Careless interrogation perhaps, but it becomes the catalyst that sets this book on its path. This insult summons the voice of the husband to challenge the narrator’s memory and aim: “You’re offering me a metaphor?” he asks.
The second voice, which Bolz says in the interview below “ambushed” her because it “wasn’t a conscious choice,” is a commanding presence in the book, at times refusing the narrator’s remembrances, reminding her that they “have other lives now,” and that she might not know what she is doing combing through their past. The unbidden voice of the living ghost (as it were) of the ex-lover propels Shadow Play into a multi-layered conversation between past and present, as it alternates poems in dialogue form with the narrative staple of the book’s beginning.

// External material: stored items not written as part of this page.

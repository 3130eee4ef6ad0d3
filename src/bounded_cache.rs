use std::collections::{HashMap, VecDeque};
use std::hash::Hash;

use chrono::{DateTime, Duration, Utc};
use serde::{Deserialize, Serialize};

pub const DEFAULT_CAPACITY: usize = 200;

/// Key-value store with a hard entry cap. When full, the entry inserted
/// longest ago is evicted first; re-inserting a key refreshes its position.
#[derive(Debug, Clone)]
pub struct BoundedCache<K, V> {
    capacity: usize,
    entries: HashMap<K, V>,
    order: VecDeque<K>,
}

impl<K: Eq + Hash + Clone, V> Default for BoundedCache<K, V> {
    fn default() -> Self {
        Self::new(DEFAULT_CAPACITY)
    }
}

impl<K: Eq + Hash + Clone, V> BoundedCache<K, V> {
    pub fn new(capacity: usize) -> Self {
        let capacity = capacity.max(1);
        Self {
            capacity,
            entries: HashMap::with_capacity(capacity),
            order: VecDeque::with_capacity(capacity),
        }
    }

    pub fn capacity(&self) -> usize {
        self.capacity
    }

    pub fn len(&self) -> usize {
        self.entries.len()
    }

    pub fn is_empty(&self) -> bool {
        self.entries.is_empty()
    }

    pub fn get(&self, key: &K) -> Option<&V> {
        self.entries.get(key)
    }

    pub fn contains_key(&self, key: &K) -> bool {
        self.entries.contains_key(key)
    }

    /// Returns the evicted entry, if the insert pushed one out.
    pub fn insert(&mut self, key: K, value: V) -> Option<(K, V)> {
        if self.entries.insert(key.clone(), value).is_some() {
            self.order.retain(|k| k != &key);
            self.order.push_back(key);
            return None;
        }
        self.order.push_back(key);

        if self.entries.len() <= self.capacity {
            return None;
        }
        let victim = self.order.pop_front()?;
        let value = self.entries.remove(&victim)?;
        Some((victim, value))
    }

    pub fn remove(&mut self, key: &K) -> Option<V> {
        let value = self.entries.remove(key)?;
        self.order.retain(|k| k != key);
        Some(value)
    }

    pub fn clear(&mut self) {
        self.entries.clear();
        self.order.clear();
    }

    /// Entries oldest first.
    pub fn iter(&self) -> impl Iterator<Item = (&K, &V)> {
        self.order
            .iter()
            .filter_map(|k| self.entries.get(k).map(|v| (k, v)))
    }
}

#[derive(Debug, Clone, Default)]
pub struct TranslationCache {
    inner: BoundedCache<(String, String), String>,
}

impl TranslationCache {
    pub fn new(capacity: usize) -> Self {
        Self {
            inner: BoundedCache::new(capacity),
        }
    }

    pub fn get(&self, lang: &str, text: &str) -> Option<&str> {
        self.inner
            .get(&(normalize_lang(lang), text.to_string()))
            .map(String::as_str)
    }

    pub fn insert(&mut self, lang: &str, text: &str, translated: impl Into<String>) {
        self.inner
            .insert((normalize_lang(lang), text.to_string()), translated.into());
    }

    pub fn len(&self) -> usize {
        self.inner.len()
    }

    pub fn is_empty(&self) -> bool {
        self.inner.is_empty()
    }
}

fn normalize_lang(lang: &str) -> String {
    lang.trim().to_ascii_lowercase()
}

#[derive(Debug, Clone, Serialize, Deserialize)]
pub struct Dismissal {
    pub id: String,
    pub dismissed_at: DateTime<Utc>,
}

/// Remembers which banners and notifications a user has dismissed.
#[derive(Debug, Clone, Default)]
pub struct DismissalStore {
    inner: BoundedCache<String, DateTime<Utc>>,
}

impl DismissalStore {
    pub fn new(capacity: usize) -> Self {
        Self {
            inner: BoundedCache::new(capacity),
        }
    }

    pub fn dismiss(&mut self, id: &str, at: DateTime<Utc>) {
        self.inner.insert(id.to_string(), at);
    }

    pub fn restore(&mut self, id: &str) -> bool {
        self.inner.remove(&id.to_string()).is_some()
    }

    pub fn is_dismissed(&self, id: &str) -> bool {
        self.inner.contains_key(&id.to_string())
    }

    /// True only while the dismissal is younger than `ttl`.
    pub fn is_dismissed_within(&self, id: &str, now: DateTime<Utc>, ttl: Duration) -> bool {
        self.inner
            .get(&id.to_string())
            .is_some_and(|at| now.signed_duration_since(*at) < ttl)
    }

    pub fn len(&self) -> usize {
        self.inner.len()
    }

    pub fn is_empty(&self) -> bool {
        self.inner.is_empty()
    }

    pub fn snapshot(&self) -> Vec<Dismissal> {
        self.inner
            .iter()
            .map(|(id, at)| Dismissal {
                id: id.clone(),
                dismissed_at: *at,
            })
            .collect()
    }

    pub fn extend(&mut self, items: impl IntoIterator<Item = Dismissal>) {
        for item in items {
            self.inner.insert(item.id, item.dismissed_at);
        }
    }
}
pub mod atlas_fetch;
pub mod atlas_score;
pub mod bounded_cache;
pub mod config;
pub mod event_calendar;
pub mod fake_kingdoms;
pub mod http_cache;
pub mod http_client;
pub mod kingdom_stats;
pub mod kingdom_store;
pub mod leaderboard;
pub mod leaderboard_export;
pub mod notifications;
pub mod persist;
pub mod prediction;
pub mod rate_limit;
pub mod state;
use std::fs;
use std::path::PathBuf;

use kingshot_atlas::atlas_fetch::{attach_history, parse_kvk_history_json};
use kingshot_atlas::atlas_score::{Tier, calculate_atlas_score};
use kingshot_atlas::kingdom_stats::{KvkOutcome, extract_stats, parse_kingdom_profiles_json};

fn read_fixture(name: &str) -> String {
    let mut path = PathBuf::from(env!("CARGO_MANIFEST_DIR"));
    path.push("tests");
    path.push("fixtures");
    path.push(name);
    fs::read_to_string(path).expect("fixture file should be readable")
}

#[test]
fn parses_kingdom_rows_and_skips_junk() {
    let raw = read_fixture("kingdoms.json");
    let rows = parse_kingdom_profiles_json(&raw).expect("fixture should parse");
    let numbers = rows.iter().map(|r| r.kingdom_number).collect::<Vec<_>>();
    assert_eq!(numbers, vec![172, 45, 9]);

    assert_eq!(rows[0].atlas_score, Some(8.1));
    assert_eq!(rows[1].total_kvks, Some(3));
    assert_eq!(rows[1].invasions, Some(2));
    assert_eq!(rows[1].atlas_score, None);
    assert_eq!(rows[2].prep_wins, None);
    assert_eq!(rows[2].recent_kvks.len(), 3);
}

#[test]
fn scores_fixture_kingdoms() {
    let rows = parse_kingdom_profiles_json(&read_fixture("kingdoms.json")).unwrap();

    let full = calculate_atlas_score(&extract_stats(&rows[0]));
    assert!((full.final_score - 6.68).abs() < 1e-9);
    assert_eq!(full.tier, Tier::A);

    let weak = calculate_atlas_score(&extract_stats(&rows[1]));
    assert!((weak.final_score - 0.49).abs() < 1e-9);
    assert_eq!(weak.tier, Tier::C);

    // Counters missing entirely: everything comes from the two complete records.
    let derived = extract_stats(&rows[2]);
    assert_eq!(derived.total_kvks, 2);
    assert_eq!((derived.prep_wins, derived.prep_losses), (1, 1));
    assert_eq!((derived.battle_wins, derived.battle_losses), (1, 1));
    assert_eq!(derived.current_prep_streak, 1);
    assert_eq!(derived.current_battle_streak, 0);
    assert_eq!(
        derived.recent_outcomes,
        vec![KvkOutcome::Reversal, KvkOutcome::Comeback]
    );
    let score = calculate_atlas_score(&derived);
    assert!((score.final_score - 3.75).abs() < 1e-9);
}

#[test]
fn history_rows_attach_to_profiles() {
    let history = parse_kvk_history_json(&read_fixture("kvk_history.json")).unwrap();
    assert_eq!(history.len(), 3);
    assert_eq!(history[2].0, 45);
    assert_eq!(
        history[0].1.kvk_date.map(|d| d.to_string()).as_deref(),
        Some("2025-10-11")
    );

    let mut rows = parse_kingdom_profiles_json(&read_fixture("kingdoms.json")).unwrap();
    attach_history(&mut rows, history);
    assert_eq!(rows[0].recent_kvks.len(), 2);
    assert_eq!(rows[1].recent_kvks.len(), 1);
    // Kingdom 9 had no history rows, so its embedded records stay.
    assert_eq!(rows[2].recent_kvks.len(), 3);

    let top = extract_stats(&rows[0]);
    assert_eq!(
        top.recent_outcomes,
        vec![KvkOutcome::Domination, KvkOutcome::Reversal]
    );
    let score = calculate_atlas_score(&top);
    assert!((score.final_score - 6.71).abs() < 1e-9);

    let score = calculate_atlas_score(&extract_stats(&rows[1]));
    assert!((score.final_score - 0.52).abs() < 1e-9);
}

#[test]
fn invalid_json_is_an_error() {
    assert!(parse_kingdom_profiles_json("{not json").is_err());
    assert!(parse_kvk_history_json("[1,").is_err());
    assert!(parse_kvk_history_json("{}").unwrap().is_empty());
}
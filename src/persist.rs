use std::fs;
use std::path::{Path, PathBuf};

use serde::{Deserialize, Serialize};

use crate::bounded_cache::Dismissal;
use crate::http_cache::app_cache_dir;
use crate::notifications::Notification;
use crate::rate_limit::Clock;
use crate::state::AtlasState;

const SESSION_FILE: &str = "session.json";
const SESSION_VERSION: u32 = 1;

#[derive(Debug, Clone, Serialize, Deserialize, Default)]
struct SessionFile {
    version: u32,
    #[serde(default)]
    dismissals: Vec<Dismissal>,
    #[serde(default)]
    notifications: Vec<Notification>,
}

pub fn session_path() -> Option<PathBuf> {
    app_cache_dir().map(|dir| dir.join(SESSION_FILE))
}

/// Restores dismissals and notifications. A missing, unreadable or
/// outdated file leaves the state untouched.
pub fn load_into_state<C: Clock>(state: &mut AtlasState<C>, path: &Path) -> bool {
    let Some(file) = load_session_file(path) else {
        return false;
    };
    if file.version != SESSION_VERSION {
        return false;
    }

    let restored = file.dismissals.len();
    state.restore_session(file.dismissals, file.notifications);
    state.push_log(format!(
        "[INFO] Restored {restored} dismissals and {} notifications",
        state.notifications.len()
    ));
    true
}

pub fn save_from_state<C: Clock>(state: &AtlasState<C>, path: &Path) {
    if let Some(dir) = path.parent() {
        let _ = fs::create_dir_all(dir);
    }
    let file = SessionFile {
        version: SESSION_VERSION,
        dismissals: state.dismissals.snapshot(),
        notifications: state.notifications.clone(),
    };
    if let Ok(json) = serde_json::to_string(&file) {
        let tmp = path.with_extension("json.tmp");
        if fs::write(&tmp, json).is_ok() {
            let _ = fs::rename(&tmp, path);
        }
    }
}

fn load_session_file(path: &Path) -> Option<SessionFile> {
    let raw = fs::read_to_string(path).ok()?;
    serde_json::from_str::<SessionFile>(&raw).ok()
}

Artifice arguing with artifice, the made-up voice of the husband isn’t the narrator’s puppet. He is actively resistant, perceptive, and mature, so unlike the “giddy” boy he was in Asia. But he is still a voice, one the narrator has created, and acknowledges as a creation. Shadow Play is aware of itself, taking as its primary device wayang kulit, Indonesian shadow theatre, where puppets are manipulated behind a white screen on which their shadows are cast. As Shadow Play progresses, it becomes a kind of theatre, the narrator’s voice modulated and thrown in an effort to see “what’s true.”
Our story’s over
despite what we remember [the husband says]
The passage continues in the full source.